Un pasaje de las Escrituras al que ya nos hemos referido nos proporciona una respuesta clara y plena. Volvamos a Hechos 13:39, y leeremos estas palabras: «en él» (Jesús) «es justificado todo aquel que cree». No creo que ninguna de mis palabras lo podría expresar de una forma más clara que esta.
No consideremos estas palabras meramente como un dicho de Pablo. Son palabras de Dios, registradas en el Libro de Dios para la bendición de nuestras almas.
Ahora bien, ¿qué es lo que Dios dice en este versículo? Que todos los que creen son justificados de todas las cosas.
¿De quiénes se dice que son justificados de todas las cosas? De todos aquellos que creen.
Ante esta declaración tan maravillosamente clara y sencilla, revestida como está de toda la autoridad del mismo Dios, dejad que os haga a esta pregunta a cada uno aquí: «¿Estás tú justificado de todas las cosas?»

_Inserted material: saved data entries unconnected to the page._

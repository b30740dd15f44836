//! Where the verified session lives between runs.

use std::sync::{Mutex, PoisonError};

use crate::db::{kv_repo, Database, DatabaseError};

use super::model::ExternalSession;

/// Key of the persisted session record.
pub const SESSION_KEY: &str = "kdp_session";

/// Injected into the gate and the probe instead of a global.
pub trait SessionStore: Send + Sync {
    fn get(&self) -> Result<Option<ExternalSession>, DatabaseError>;
    fn set(&self, session: &ExternalSession) -> Result<(), DatabaseError>;
    fn clear(&self) -> Result<(), DatabaseError>;
}

/// Process-local store, mostly for tests and ephemeral runs.
#[derive(Default)]
pub struct MemorySessionStore {
    session: Mutex<Option<ExternalSession>>,
}

impl MemorySessionStore {
    pub fn new() -> Self {
        Self::default()
    }

    pub fn with_session(session: ExternalSession) -> Self {
        Self {
            session: Mutex::new(Some(session)),
        }
    }
}

impl SessionStore for MemorySessionStore {
    fn get(&self) -> Result<Option<ExternalSession>, DatabaseError> {
        Ok(self
            .session
            .lock()
            .unwrap_or_else(PoisonError::into_inner)
            .clone())
    }

    fn set(&self, session: &ExternalSession) -> Result<(), DatabaseError> {
        *self.session.lock().unwrap_or_else(PoisonError::into_inner) = Some(session.clone());
        Ok(())
    }

    fn clear(&self) -> Result<(), DatabaseError> {
        *self.session.lock().unwrap_or_else(PoisonError::into_inner) = None;
        Ok(())
    }
}

/// Session persisted in the SQLite key-value table.
#[derive(Clone)]
pub struct KvSessionStore {
    db: Database,
}

impl KvSessionStore {
    pub fn new(db: Database) -> Self {
        Self { db }
    }
}

impl SessionStore for KvSessionStore {
    fn get(&self) -> Result<Option<ExternalSession>, DatabaseError> {
        match kv_repo::get_json(&self.db, SESSION_KEY) {
            Ok(session) => Ok(session),
            // An unreadable record is as good as none; the gate re-probes.
            Err(DatabaseError::Serialization { key, source }) => {
                log::warn!("Discarding unreadable session record '{}': {}", key, source);
                kv_repo::delete(&self.db, SESSION_KEY)?;
                Ok(None)
            }
            Err(e) => Err(e),
        }
    }

    fn set(&self, session: &ExternalSession) -> Result<(), DatabaseError> {
        kv_repo::put_json(&self.db, SESSION_KEY, session)
    }

    fn clear(&self) -> Result<(), DatabaseError> {
        kv_repo::delete(&self.db, SESSION_KEY).map(|_| ())
    }
}
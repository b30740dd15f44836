use thiserror::Error;

use crate::db::DatabaseError;
use crate::error::WorkerError;
use crate::retry::RetryError;
use crate::secrets::SecretError;
use crate::session::SessionError;

use super::book::BookStatus;

#[derive(Error, Debug)]
pub enum PipelineError {
    /// No verified KDP connection; re-authorize before retrying.
    #[error("A verified KDP connection is required")]
    SessionRequired,

    #[error("Book '{0}' not found")]
    BookNotFound(String),

    #[error("Book '{book_id}' cannot move from {from} to {to}")]
    InvalidTransition {
        book_id: String,
        from: BookStatus,
        to: BookStatus,
    },

    #[error("Invalid request: {0}")]
    InvalidRequest(String),

    #[error("Book '{0}' has no failed stage to retry")]
    NothingToRetry(String),

    #[error("Worker error: {0}")]
    Worker(#[from] WorkerError),

    #[error("Queue reconciliation failed: {0}")]
    Reconcile(#[from] RetryError),

    #[error("Session error: {0}")]
    Session(#[from] SessionError),

    #[error("Credentials unavailable: {0}")]
    Credentials(#[from] SecretError),

    #[error("Persistence error: {0}")]
    Persistence(#[from] DatabaseError),
}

Si tú te encuentras dentro del círculo de «todo aquel que cree», puedes con verdad decir, «Gracias a Dios, lo estoy».
Y si alguien preguntase cómo lo sabes, puedes contestar: «Dios dice que “todo aquel que cree” está justificado. Yo soy uno de aquellos de quién Él habla, un creyente en Jesús, de modo que estoy justificado». ¡Qué dicha cuando uno es sencillo y suficientemente semejante a un niño para tomar a Dios en Su palabra!
¿Cómo puede Dios, que es muy limpio de ojos para ver el mal, ser justo al justificar a un pecador impío?
¡Aquí tenemos un verdadero problema! Pero, gracias a Dios, la solución se encuentra en la cruz de Cristo. Las exigencias de la justicia quedaron completamente satisfechas con Su sangre, y quedó abierta la puerta para que Dios pudiera justificar y bendecir a pecadores impíos sin comprometer Su carácter como Dios de santidad y de verdad.
El propósito de Dios, desde la fundación del mundo, era la bendición del hombre, y este propósito se ha cumplido, no mediante ninguna mínima cesión en Su juicio contra el pecado, sino por la provisión de Uno que pudo llevar aquel juicio en toda su severidad y agotarlo.
No hay nadie que pueda, a la vista del Calvario, decir que el pecado sea cosa leve a los ojos de Dios. Él ha dejado bien claro ante el universo que Él aborrece infinitamente el mal, y que no bendice ni puede bendecir a los hombres aparte de la plena satisfacción de las exigencias de la justicia. La bendición que Él ofrece la ofrece con justicia. La obra de Cristo ha glorificado a Dios de tal manera que Él es justo, así como lleno de gracia, al justificar al pecador impío que cree en Jesús (véase Ro. 3:26).
¿Durante cuánto tiempo está justificado el creyente?
Durante todo el tiempo en que Cristo esté en el trono de Dios. La justificación del creyente durará hasta que Cristo vuelva a la cruz del Calvario y deshaga la obra que Él realizó allí. ¿Y cuándo será esto? ¡Nunca! Aquella obra permanece en toda su inquebrantable eficacia. Aquel que la realizó ha sido levantado del sepulcro y sentado a la diestra de Dios. En tanto que Él esté allí, y en tanto que Su obra retenga su eficacia, durante todo este tiempo el más débil creyente en Él estará «justificado de todas las cosas». Ningún cambio en nosotros, ninguna falta en nuestra conducta, ninguna frialdad de corazón, ningunos sentimientos de desesperación pueden desplazarlo del trono ni detraer del valor de Su obra. Así que, gracias a Dios, no pueden detraer de nuestra justificación. A pesar de nuestros fracasos y de nuestros defectos, estamos tan libres de nuestros pecados ante la mirada de Dios como Cristo mismo.